This is approximately how it feels to argue about immigration. I can agree with Murray that somebody murdering a journalist over a Muhammad cartoon is bad, or that someone plowing a truck into a crowd in the name of Allah is bad, or that the mass groping of women at a rock concert is bad. I can point out that these awful events have complex causes, and that attempting to prevent future incidents of the same kind will require a lot of thoughtful community work. Murray will simply say that all of the people who committed the above-cited crimes are immigrants or descendants of immigrants; therefore, the problem is immigration, and the solution is to restrict immigration. If there are no immigrants, there will be no murders or sexual assaults by immigrants. Problem solved.

If this line of thinking sounds reasonable to you, I am not sure I will get far persuading you otherwise.
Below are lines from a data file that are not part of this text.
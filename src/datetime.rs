//! Interop with `chrono` date and date-time values.

use chrono::{Datelike, NaiveDate, NaiveDateTime};

use crate::{GregorianDate, JalaaliDate, JalaaliError, to_gregorian, to_jalaali};

/// Converts any `chrono` date-like value (its calendar fields as they read
/// locally) to a Jalaali date.
///
/// # Errors
/// Returns `JalaaliError::InvalidYear` if the date maps outside the supported range.
///
/// # Example
///
/// ```
/// use chrono::NaiveDate;
/// use jalaali::{to_jalaali_from, JalaaliDate};
///
/// let date = NaiveDate::from_ymd_opt(2025, 11, 15).unwrap();
/// assert_eq!(to_jalaali_from(&date).unwrap(), JalaaliDate { jy: 1404, jm: 8, jd: 24 });
/// ```
#[allow(clippy::cast_possible_wrap)]
pub fn to_jalaali_from<D: Datelike>(date: &D) -> Result<JalaaliDate, JalaaliError> {
    // chrono months and days are at most 31
    to_jalaali(date.year(), date.month() as i32, date.day() as i32)
}

/// Converts a Jalaali date to a `NaiveDateTime` at midnight.
///
/// # Errors
/// Returns `JalaaliError` if the year is outside the supported range or the
/// Gregorian date cannot be represented by `chrono`.
pub fn jalaali_to_date_time(jy: i32, jm: i32, jd: i32) -> Result<NaiveDateTime, JalaaliError> {
    jalaali_to_date_time_hms_milli(jy, jm, jd, 0, 0, 0, 0)
}

/// Converts a Jalaali date and a wall-clock time to a `NaiveDateTime`.
///
/// The result carries no time zone; it is the local date and time as read
/// on a clock.
///
/// # Errors
/// Returns `JalaaliError::InvalidTime` for an hour, minute, second or
/// millisecond out of range, and the errors of [`jalaali_to_date_time`].
///
/// # Example
///
/// ```
/// use chrono::Timelike;
///
/// let dt = jalaali::jalaali_to_date_time_hms_milli(1404, 8, 24, 12, 30, 15, 0).unwrap();
/// assert_eq!(dt.to_string(), "2025-11-15 12:30:15");
/// assert_eq!(dt.hour(), 12);
/// ```
pub fn jalaali_to_date_time_hms_milli(
    jy: i32,
    jm: i32,
    jd: i32,
    hour: u32,
    minute: u32,
    second: u32,
    millisecond: u32,
) -> Result<NaiveDateTime, JalaaliError> {
    let date = naive_date(to_gregorian(jy, jm, jd)?)?;
    date.and_hms_milli_opt(hour, minute, second, millisecond)
        .ok_or(JalaaliError::InvalidTime {
            hour,
            minute,
            second,
            millisecond,
        })
}

fn naive_date(date: GregorianDate) -> Result<NaiveDate, JalaaliError> {
    u32::try_from(date.gm)
        .ok()
        .zip(u32::try_from(date.gd).ok())
        .and_then(|(month, day)| NaiveDate::from_ymd_opt(date.gy, month, day))
        .ok_or(JalaaliError::DateTimeOutOfRange {
            year:  date.gy,
            month: date.gm,
            day:   date.gd,
        })
}

impl TryFrom<NaiveDate> for JalaaliDate {
    type Error = JalaaliError;

    fn try_from(date: NaiveDate) -> Result<Self, Self::Error> {
        to_jalaali_from(&date)
    }
}

impl TryFrom<JalaaliDate> for NaiveDate {
    type Error = JalaaliError;

    fn try_from(date: JalaaliDate) -> Result<Self, Self::Error> {
        naive_date(date.to_gregorian()?)
    }
}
Extremist attacks, like school shootings, are an infrequent but terrifying phenomenon with a variety of social causes, and treating millions of Muslims (or immigrants generally) as somehow guilty of terrorism by proxy is not a proposition that any morally serious person could entertain. Extremism aside, I don’t much like to get into fights about whether immigrants commit more or fewer crimes than native-born people: I’ve written previously about how difficult it is to collect reliable data on this topic, and how much I dislike the underlying assumption that it is ever wise to treat demography as a proxy for criminality. Murray does bring up some clearly bogus figures: for example, that Sweden’s rape rate (thanks, he implies, to predatory migrants) is higher than Somalia’s. As countless weary commentators have repeatedly explained, Sweden’s reported rape rate is high because Sweden counts more forms of sexual assault as “rapes” than most countries, and because every separate instance of assault by a single perpetrator is counted as an individual case; to say nothing of the fact that there are comparatively fewer cultural barriers to reporting sexual assault in Sweden, relative to other countries internationally. The fact that Murray cited this figure without caveat is clear evidence of his bad faith.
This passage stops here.